森での白い息

マスクを付けて生活することが当たり前になりました。この2年間、身近な人以外の鼻や口を見る機会がなくなったように思います。
今回、一緒に森歩きをする彼女は、運動不足解消をきっかけに3か月前から森林散策カウンセリングを始めました。今年で勤続10年目を迎える彼女は、仕事や同僚との関係は良好で、2年前から新人研修も担当し始めたそうです。しかし、前回の森歩きで、若手社員との関係が今一つしっくりいかないことを話してくれました。そんな彼女に、今日はどんな出会いが待っているのでしょう。

――立春が過ぎたとはいえ、まだまだ寒いですね。

―ほんとに寒いです~。ここに来るまでに足が冷えて、指もすっかりかじかんでしまいました。

――大丈夫ですか?

―この2年間、在宅勤務が増え、休日に外出することも減って、すっかり冬の寒さを忘れてしまってたんだってことを実感しました。もっと厚着してくれば良かったです。

――このまま歩けそうですか?

―はい、森に入って坂道を登ってきたせいか、体が少し暖かくなりました。

――良かったです。もう少しペースを上げて歩いてみましょうか!

―はい。

と、二人はいつもよりスピードを速め、歩き始めました。カウンセラーは、彼女の様子を見計らい、息遣いが荒くなってきたところで声をかけました。

――この辺りで少し息を整えましょうか!お互いに距離を十分とった後、マスクを外して深呼吸をしましょう!その際、鼻から、新鮮な空気を大きく吸うことを意識して・・・、その後、吸った息を、ゆっくり口から吐いていきましょう。

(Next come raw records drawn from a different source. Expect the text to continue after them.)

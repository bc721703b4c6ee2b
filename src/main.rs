//! Run the three fixed-step methods on the Bernoulli test equation,
//! print the per-grid-point comparison against the closed form, and
//! write each method's columns for external plotting.

use odestep::prelude::*;

fn main() -> Result<(), Box<dyn std::error::Error>> {
    let f = Bernoulli;
    let settings = Settings::builder().build();

    let reference = Trajectory::sample(Bernoulli::reference, X0, XEND, H)?;
    let trap = trapezoid(&f, X0, XEND, U0, H, &settings)?;
    let runge = rk4(&f, X0, XEND, U0, H, &settings)?;
    let adams = adams4(&f, X0, XEND, U0, H, &settings)?;

    // Step-doubled runs for the Runge-rule estimates.
    let trap2 = trapezoid(&f, X0, XEND, U0, 2.0 * H, &settings)?;
    let runge2 = rk4(&f, X0, XEND, U0, 2.0 * H, &settings)?;

    for i in 0..reference.len() {
        println!(
            "{} {:.6} {:.6} {:.6} {:.6} {:.6}",
            i,
            reference.x(i),
            reference[i],
            trap[i],
            runge[i],
            adams[i]
        );
    }

    export_columns(&trap, "trap.txt")?;
    export_columns(&runge, "runge.txt")?;
    export_columns(&adams, "adams.txt")?;

    let max_trap = max_abs_error(&trap, &reference)?;
    let max_runge = max_abs_error(&runge, &reference)?;
    let max_adams = max_abs_error(&adams, &reference)?;
    println!("max(abs(u(xi) - yi)): {:.3e} {:.3e} {:.3e}", max_trap, max_runge, max_adams);

    let est_trap = runge_estimate(&trap, &trap2, runge_divisor(TRAPEZOID_ORDER))?;
    let est_runge = runge_estimate(&runge, &runge2, runge_divisor(RK4_ORDER))?;
    println!("Runge rule: {:.3e} {:.3e}", est_trap, est_runge);

    Ok(())
}
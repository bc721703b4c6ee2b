//! 4th-order Adams-Bashforth-Moulton predictor-corrector (PECE).

use super::rk4::rk4;
use crate::{
    Float, ODE, Settings,
    error::Error,
    trajectory::{Trajectory, step_count},
};

/// 4th-order Adams predictor-corrector, fixed-step.
///
/// The first four grid values are seeded by [`rk4`] at the same step
/// size. From then on each step applies the Adams-Bashforth predictor
/// over the last four slopes followed by exactly one Adams-Moulton
/// corrector pass that includes the predicted point (PECE; the corrector
/// is not iterated to convergence).
pub fn adams4<F>(
    f: &F,
    x0: Float,
    xend: Float,
    y0: Float,
    h: Float,
    settings: &Settings,
) -> Result<Trajectory, Error>
where
    F: ODE,
{
    let n = step_count(x0, xend, h)?;
    if n > settings.nmax {
        return Err(Error::TooManySteps { required: n, nmax: settings.nmax });
    }

    // Bootstrap: up to four seed points from the one-step method.
    let nseed = n.min(3);
    let seed = rk4(f, x0, x0 + h * nseed as Float, y0, h, settings)?;

    let mut y = Vec::with_capacity(n + 1);
    y.extend_from_slice(seed.y());

    for i in 4..=n {
        let xi = x0 + h * (i - 1) as Float;
        let f1 = f.ode(xi, y[i - 1]);
        let f2 = f.ode(xi - h, y[i - 2]);
        let f3 = f.ode(xi - 2.0 * h, y[i - 3]);
        let f4 = f.ode(xi - 3.0 * h, y[i - 4]);

        let predicted = y[i - 1] + h * (AB1 * f1 + AB2 * f2 + AB3 * f3 + AB4 * f4);
        y.push(
            y[i - 1] + h * (AM1 * f.ode(xi + h, predicted) + AM2 * f1 + AM3 * f2 + AM4 * f3),
        );
    }

    Ok(Trajectory::new(x0, h, y))
}

// Adams-Bashforth predictor weights
const AB1: Float = 55.0 / 24.0;
const AB2: Float = -59.0 / 24.0;
const AB3: Float = 37.0 / 24.0;
const AB4: Float = -9.0 / 24.0;

// Adams-Moulton corrector weights
const AM1: Float = 9.0 / 24.0;
const AM2: Float = 19.0 / 24.0;
const AM3: Float = -5.0 / 24.0;
const AM4: Float = 1.0 / 24.0;

#[cfg(test)]
mod tests {
    use super::*;

    /// u' = 2; both predictor and corrector weights sum to one, so a
    /// constant slope is reproduced exactly.
    struct Constant;

    impl ODE for Constant {
        fn ode(&self, _x: Float, _u: Float) -> Float {
            2.0
        }
    }

    #[test]
    fn exact_for_a_constant_slope() {
        let settings = Settings::builder().build();
        let traj = adams4(&Constant, 0.0, 2.0, 1.0, 0.25, &settings).unwrap();
        for (x, y) in traj.iter() {
            assert!((y - (1.0 + 2.0 * x)).abs() < 1e-12, "y = {} at x = {}", y, x);
        }
    }

    #[test]
    fn short_grids_are_pure_bootstrap() {
        // Two steps: the Adams loop never runs, the seed covers the grid.
        let settings = Settings::builder().build();
        let ab = adams4(&Constant, 0.0, 0.5, 1.0, 0.25, &settings).unwrap();
        let rk = rk4(&Constant, 0.0, 0.5, 1.0, 0.25, &settings).unwrap();
        assert_eq!(ab, rk);
    }
}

それを5回以上やってみましょうか!

―はい。

彼女も、カウンセラーもマスクをとり、お互いのペースで深呼吸をし始めました。

――だいぶ呼吸が整ってきましたね。

―体もぽかぽかしてきました!それとは反対に、頭の中はすっきりしてきました!

――それは良かった。

―(彼女はカウンセラーに、ひと息吐いたところを見せて)・・・久々に、こういう白い息を見ました!懐かしいですね~(笑)。そう言えば、冬になると、朝急いで駅へ向かっている人達から、こういう白い息が出てたなーってことを思い出しました。それを見て、「今日は寒いんだな」ってことも感じさせられてたような・・・。今、みんながマスクをしているから、こんなことを見ることも、感じることもなくなっちゃいましたね。

――そうですね。

―こうやって呼吸をするだけで季節を感じたり、頭がすっきりできたりするなら、四六時中マスクをすることで、私たちはストレスを感じていますね。人との距離を十分にとっていれば、マスクを外して新鮮な空気を吸う方が、よっぽど体にとって良いことなんじゃないかと思いました。お互いの顔を見て話しをしても、ほっとするというか、相手が分かるというか、ちょっとした安心感が生まれます。

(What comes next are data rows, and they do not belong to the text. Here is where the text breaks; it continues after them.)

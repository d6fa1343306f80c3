//! Resume ingestion pipeline.
//!
//! Coordinates the full flow per file: decode → field extraction → insert →
//! occurrence indexing. A failure on one file is reported and the loop
//! continues; sibling files in the batch are never aborted.

use anyhow::Result;
use std::path::{Path, PathBuf};
use walkdir::WalkDir;

use crate::config::Config;
use crate::db;
use crate::extract;
use crate::fields;
use crate::indexer;
use crate::models::Keyword;
use crate::store::Store;

pub async fn run_ingest(config: &Config, paths: &[PathBuf]) -> Result<()> {
    let files = collect_files(paths);

    if files.is_empty() {
        println!("No resume files found.");
        return Ok(());
    }

    let pool = db::connect(config).await?;
    let store = Store::new(pool);

    // One vocabulary snapshot for the whole batch; keyword edits made while
    // ingesting do not affect files already tallied.
    let vocabulary = store.list_keywords().await?;

    let mut processed = 0u64;
    let mut failed = 0u64;
    let mut matches_written = 0u64;

    for file in &files {
        match ingest_file(&store, file, &vocabulary).await {
            Ok((id, written)) => {
                processed += 1;
                matches_written += written;
                println!("  {} -> resume {}", file.display(), id);
            }
            Err(e) => {
                failed += 1;
                eprintln!("  {} skipped: {}", file.display(), e);
            }
        }
    }

    println!("ingest");
    println!("  files found:     {}", files.len());
    println!("  stored:          {}", processed);
    println!("  failed:          {}", failed);
    println!("  matches written: {}", matches_written);
    println!("ok");

    store.close().await;
    Ok(())
}

/// Decodes, extracts fields, stores, and indexes a single resume file.
async fn ingest_file(
    store: &Store,
    path: &Path,
    vocabulary: &[Keyword],
) -> Result<(i64, u64)> {
    let text = extract::decode(path)?;
    let contact = fields::extract(&text);

    let filename = path
        .file_name()
        .and_then(|n| n.to_str())
        .unwrap_or("(unnamed)");

    let id = store
        .insert_document(filename, &contact.name, &contact.email, &contact.phone, &text)
        .await?;

    let written = indexer::index_against(store, id, &text, vocabulary).await?;
    Ok((id, written))
}

/// Expands the argument list: files are taken as-is (so unsupported formats
/// are reported per-file), directories are walked for supported extensions.
fn collect_files(paths: &[PathBuf]) -> Vec<PathBuf> {
    let mut files = Vec::new();
    for path in paths {
        if path.is_dir() {
            for entry in WalkDir::new(path)
                .follow_links(false)
                .into_iter()
                .filter_map(|e| e.ok())
            {
                if entry.file_type().is_file() && extract::is_supported(entry.path()) {
                    files.push(entry.path().to_path_buf());
                }
            }
        } else {
            files.push(path.clone());
        }
    }
    files.sort();
    files
}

――そうでうね。私たちも初めてお互いの顔を見ましたね(笑)。

―・・・・・・・・・・・・・・・・・・・・・・・・・・・・。もしかして・・・、この安心感がないのかも・・・・・・・・・・・・・新人研修をした社員とに・・・。コロナ感染対策の方にばかり気をとられてて・・・、お互いの顔を一度も見たことがなかったです・・・。これって人と関係を作っていく時に、あまり良くないことですよね・・・・・・・・・・・・・・・・・・・。感染予防を工夫して、基本的なことを押さえていかないといけない・・・。

と、彼女は力強く話しました。それから、何かに気づき、嬉しそうに

―あ!うっすらとですけど、ウメの甘い香りがします!

――あそこに咲いているようですよ。呼吸をするだけで、冬から春へと季節が変わりましたね。

―はい!

コロナが流行る2年前まで、私達は、野外で新鮮な空気を吸って吐くことを意識することなく、当たり前に行っていました。しかし、今ではそれも簡単にできず、私達は知らず知らずのうちに、季節感や人間関係を育むことを妨げてしまっているのではないでしょうか。今回の彼女が気づいたように、どんな状況でも、工夫を心掛けるだけで、生活に潤いが出てくるように思います。来月も、森の中でマスクを外して、たっぷりと、空気を吸いましょうね。

 

ブログ執筆者 竹内啓恵
https://jumoku.co.jp/info/b201906-2/

~森のメモ~

ウメ バラ科スモモ属(サクラ属、アンズ属ともいう) 
Armeniaca mume
落葉広葉樹の小高木。中国原産で奈良時代に渡来したと言われています。全国的に栽培され、サクラより一足先に開花します。ウメの花が咲き始めると春の気配が漂い始めますね。